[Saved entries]
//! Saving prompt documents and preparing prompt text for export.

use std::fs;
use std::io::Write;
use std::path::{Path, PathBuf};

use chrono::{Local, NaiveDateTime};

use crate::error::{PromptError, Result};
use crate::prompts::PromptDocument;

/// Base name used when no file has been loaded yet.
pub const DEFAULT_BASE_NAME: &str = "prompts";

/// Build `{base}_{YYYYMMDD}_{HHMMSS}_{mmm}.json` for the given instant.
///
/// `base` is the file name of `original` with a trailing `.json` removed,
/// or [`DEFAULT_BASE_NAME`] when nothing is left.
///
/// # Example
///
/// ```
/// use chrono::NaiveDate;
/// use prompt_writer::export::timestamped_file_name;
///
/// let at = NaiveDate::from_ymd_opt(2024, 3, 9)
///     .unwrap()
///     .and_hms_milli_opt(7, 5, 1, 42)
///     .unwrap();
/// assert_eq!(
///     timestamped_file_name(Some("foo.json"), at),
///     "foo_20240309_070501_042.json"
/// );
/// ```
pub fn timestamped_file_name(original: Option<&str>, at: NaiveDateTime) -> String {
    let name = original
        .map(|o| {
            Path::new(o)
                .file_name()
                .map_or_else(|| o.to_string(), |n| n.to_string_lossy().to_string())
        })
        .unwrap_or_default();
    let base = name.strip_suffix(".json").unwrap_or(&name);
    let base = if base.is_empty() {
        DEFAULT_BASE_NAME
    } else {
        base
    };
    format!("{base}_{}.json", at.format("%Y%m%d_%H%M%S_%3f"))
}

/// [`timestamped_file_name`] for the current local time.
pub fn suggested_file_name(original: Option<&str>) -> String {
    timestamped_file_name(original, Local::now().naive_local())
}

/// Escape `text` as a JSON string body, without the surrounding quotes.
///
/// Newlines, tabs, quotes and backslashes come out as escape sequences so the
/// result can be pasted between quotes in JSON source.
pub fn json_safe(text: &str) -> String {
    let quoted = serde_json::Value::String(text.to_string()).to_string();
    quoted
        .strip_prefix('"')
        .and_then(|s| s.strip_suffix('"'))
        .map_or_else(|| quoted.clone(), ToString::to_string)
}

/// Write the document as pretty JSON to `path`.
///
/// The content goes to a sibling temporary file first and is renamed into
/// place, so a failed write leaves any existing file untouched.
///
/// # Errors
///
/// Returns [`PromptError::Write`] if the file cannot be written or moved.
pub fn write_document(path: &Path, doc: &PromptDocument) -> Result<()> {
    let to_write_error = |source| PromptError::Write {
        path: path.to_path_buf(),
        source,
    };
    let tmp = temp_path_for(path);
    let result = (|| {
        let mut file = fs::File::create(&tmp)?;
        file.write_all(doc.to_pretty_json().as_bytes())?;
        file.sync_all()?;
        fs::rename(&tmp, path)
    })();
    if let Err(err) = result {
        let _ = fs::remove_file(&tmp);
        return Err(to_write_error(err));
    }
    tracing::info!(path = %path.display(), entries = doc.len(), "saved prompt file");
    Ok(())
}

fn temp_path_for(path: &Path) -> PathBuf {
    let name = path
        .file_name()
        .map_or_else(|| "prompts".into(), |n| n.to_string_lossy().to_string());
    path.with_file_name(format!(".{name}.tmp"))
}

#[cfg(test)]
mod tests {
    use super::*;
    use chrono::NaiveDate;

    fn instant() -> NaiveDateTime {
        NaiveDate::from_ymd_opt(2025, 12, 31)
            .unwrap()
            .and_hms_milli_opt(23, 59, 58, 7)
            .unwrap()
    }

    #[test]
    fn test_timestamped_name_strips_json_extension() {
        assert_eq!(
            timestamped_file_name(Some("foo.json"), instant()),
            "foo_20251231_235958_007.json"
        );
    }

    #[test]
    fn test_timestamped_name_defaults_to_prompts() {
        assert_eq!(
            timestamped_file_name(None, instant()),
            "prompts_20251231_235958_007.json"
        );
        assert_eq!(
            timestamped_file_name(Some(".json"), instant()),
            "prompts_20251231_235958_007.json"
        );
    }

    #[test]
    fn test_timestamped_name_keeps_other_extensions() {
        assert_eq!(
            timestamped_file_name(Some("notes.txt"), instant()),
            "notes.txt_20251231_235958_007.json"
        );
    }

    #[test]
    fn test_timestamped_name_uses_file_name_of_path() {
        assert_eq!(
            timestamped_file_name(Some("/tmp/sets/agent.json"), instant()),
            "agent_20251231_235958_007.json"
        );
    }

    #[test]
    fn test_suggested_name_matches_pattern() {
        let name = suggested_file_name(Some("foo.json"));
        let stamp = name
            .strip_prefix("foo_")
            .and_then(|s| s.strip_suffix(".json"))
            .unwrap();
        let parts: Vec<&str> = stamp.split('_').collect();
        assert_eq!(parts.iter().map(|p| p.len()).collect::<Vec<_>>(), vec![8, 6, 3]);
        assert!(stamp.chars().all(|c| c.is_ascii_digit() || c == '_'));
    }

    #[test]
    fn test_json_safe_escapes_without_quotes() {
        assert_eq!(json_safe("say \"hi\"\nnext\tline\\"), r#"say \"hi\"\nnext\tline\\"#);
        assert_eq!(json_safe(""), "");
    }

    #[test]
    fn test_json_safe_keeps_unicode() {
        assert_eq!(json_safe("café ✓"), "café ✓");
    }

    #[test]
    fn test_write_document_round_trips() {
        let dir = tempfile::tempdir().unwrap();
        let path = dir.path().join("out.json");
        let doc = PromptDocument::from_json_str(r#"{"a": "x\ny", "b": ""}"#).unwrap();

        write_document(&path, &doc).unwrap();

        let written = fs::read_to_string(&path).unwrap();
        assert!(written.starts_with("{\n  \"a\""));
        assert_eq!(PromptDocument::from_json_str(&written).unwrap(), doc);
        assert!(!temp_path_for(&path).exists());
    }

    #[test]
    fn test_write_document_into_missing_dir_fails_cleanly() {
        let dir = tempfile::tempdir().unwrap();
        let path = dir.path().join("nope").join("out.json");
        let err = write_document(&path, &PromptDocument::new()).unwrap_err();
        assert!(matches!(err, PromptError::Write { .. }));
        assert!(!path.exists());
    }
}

▶ Work to complete: Restate the records word for word, keeping every line.

▶ Answer for the task:
//! Saving prompt documents and preparing prompt text for export.

use std::fs;
use std::io::Write;
use std::path::{Path, PathBuf};

use chrono::{Local, NaiveDateTime};

use crate::error::{PromptError, Result};
use crate::prompts::PromptDocument;

/// Base name used when no file has been loaded yet.
pub const DEFAULT_BASE_NAME: &str = "prompts";

/// Build `{base}_{YYYYMMDD}_{HHMMSS}_{mmm}.json` for the given instant.
///
/// `base` is the file name of `original` with a trailing `.json` removed,
/// or [`DEFAULT_BASE_NAME`] when nothing is left.
///
/// # Example
///
/// ```
/// use chrono::NaiveDate;
/// use prompt_writer::export::timestamped_file_name;
///
/// let at = NaiveDate::from_ymd_opt(2024, 3, 9)
///     .unwrap()
///     .and_hms_milli_opt(7, 5, 1, 42)
///     .unwrap();
/// assert_eq!(
///     timestamped_file_name(Some("foo.json"), at),
///     "foo_20240309_070501_042.json"
/// );
/// ```
pub fn timestamped_file_name(original: Option<&str>, at: NaiveDateTime) -> String {
    let name = original
        .map(|o| {
            Path::new(o)
                .file_name()
                .map_or_else(|| o.to_string(), |n| n.to_string_lossy().to_string())
        })
        .unwrap_or_default();
    let base = name.strip_suffix(".json").unwrap_or(&name);
    let base = if base.is_empty() {
        DEFAULT_BASE_NAME
    } else {
        base
    };
    format!("{base}_{}.json", at.format("%Y%m%d_%H%M%S_%3f"))
}

/// [`timestamped_file_name`] for the current local time.
pub fn suggested_file_name(original: Option<&str>) -> String {
    timestamped_file_name(original, Local::now().naive_local())
}

/// Escape `text` as a JSON string body, without the surrounding quotes.
///
/// Newlines, tabs, quotes and backslashes come out as escape sequences so the
/// result can be pasted between quotes in JSON source.
pub fn json_safe(text: &str) -> String {
    let quoted = serde_json::Value::String(text.to_string()).to_string();
    quoted
        .strip_prefix('"')
        .and_then(|s| s.strip_suffix('"'))
        .map_or_else(|| quoted.clone(), ToString::to_string)
}

/// Write the document as pretty JSON to `path`.
///
/// The content goes to a sibling temporary file first and is renamed into
/// place, so a failed write leaves any existing file untouched.
///
/// # Errors
///
/// Returns [`PromptError::Write`] if the file cannot be written or moved.
pub fn write_document(path: &Path, doc: &PromptDocument) -> Result<()> {
    let to_write_error = |source| PromptError::Write {
        path: path.to_path_buf(),
        source,
    };
    let tmp = temp_path_for(path);
    let result = (|| {
        let mut file = fs::File::create(&tmp)?;
        file.write_all(doc.to_pretty_json().as_bytes())?;
        file.sync_all()?;
        fs::rename(&tmp, path)
    })();
    if let Err(err) = result {
        let _ = fs::remove_file(&tmp);
        return Err(to_write_error(err));
    }
    tracing::info!(path = %path.display(), entries = doc.len(), "saved prompt file");
    Ok(())
}

fn temp_path_for(path: &Path) -> PathBuf {
    let name = path
        .file_name()
        .map_or_else(|| "prompts".into(), |n| n.to_string_lossy().to_string());
    path.with_file_name(format!(".{name}.tmp"))
}

#[cfg(test)]
mod tests {
    use super::*;
    use chrono::NaiveDate;

    fn instant() -> NaiveDateTime {
        NaiveDate::from_ymd_opt(2025, 12, 31)
            .unwrap()
            .and_hms_milli_opt(23, 59, 58, 7)
            .unwrap()
    }

    #[test]
    fn test_timestamped_name_strips_json_extension() {
        assert_eq!(
            timestamped_file_name(Some("foo.json"), instant()),
            "foo_20251231_235958_007.json"
        );
    }

    #[test]
    fn test_timestamped_name_defaults_to_prompts() {
        assert_eq!(
            timestamped_file_name(None, instant()),
            "prompts_20251231_235958_007.json"
        );
        assert_eq!(
            timestamped_file_name(Some(".json"), instant()),
            "prompts_20251231_235958_007.json"
        );
    }

    #[test]
    fn test_timestamped_name_keeps_other_extensions() {
        assert_eq!(
            timestamped_file_name(Some("notes.txt"), instant()),
            "notes.txt_20251231_235958_007.json"
        );
    }

    #[test]
    fn test_timestamped_name_uses_file_name_of_path() {
        assert_eq!(
            timestamped_file_name(Some("/tmp/sets/agent.json"), instant()),
            "agent_20251231_235958_007.json"
        );
    }

    #[test]
    fn test_suggested_name_matches_pattern() {
        let name = suggested_file_name(Some("foo.json"));
        let stamp = name
            .strip_prefix("foo_")
            .and_then(|s| s.strip_suffix(".json"))
            .unwrap();
        let parts: Vec<&str> = stamp.split('_').collect();
        assert_eq!(parts.iter().map(|p| p.len()).collect::<Vec<_>>(), vec![8, 6, 3]);
        assert!(stamp.chars().all(|c| c.is_ascii_digit() || c == '_'));
    }

    #[test]
    fn test_json_safe_escapes_without_quotes() {
        assert_eq!(json_safe("say \"hi\"\nnext\tline\\"), r#"say \"hi\"\nnext\tline\\"#);
        assert_eq!(json_safe(""), "");
    }

    #[test]
    fn test_json_safe_keeps_unicode() {
        assert_eq!(json_safe("café ✓"), "café ✓");
    }

    #[test]
    fn test_write_document_round_trips() {
        let dir = tempfile::tempdir().unwrap();
        let path = dir.path().join("out.json");
        let doc = PromptDocument::from_json_str(r#"{"a": "x\ny", "b": ""}"#).unwrap();

        write_document(&path, &doc).unwrap();

        let written = fs::read_to_string(&path).unwrap();
        assert!(written.starts_with("{\n  \"a\""));
        assert_eq!(PromptDocument::from_json_str(&written).unwrap(), doc);
        assert!(!temp_path_for(&path).exists());
    }

    #[test]
    fn test_write_document_into_missing_dir_fails_cleanly() {
        let dir = tempfile::tempdir().unwrap();
        let path = dir.path().join("nope").join("out.json");
        let err = write_document(&path, &PromptDocument::new()).unwrap_err();
        assert!(matches!(err, PromptError::Write { .. }));
        assert!(!path.exists());
    }
}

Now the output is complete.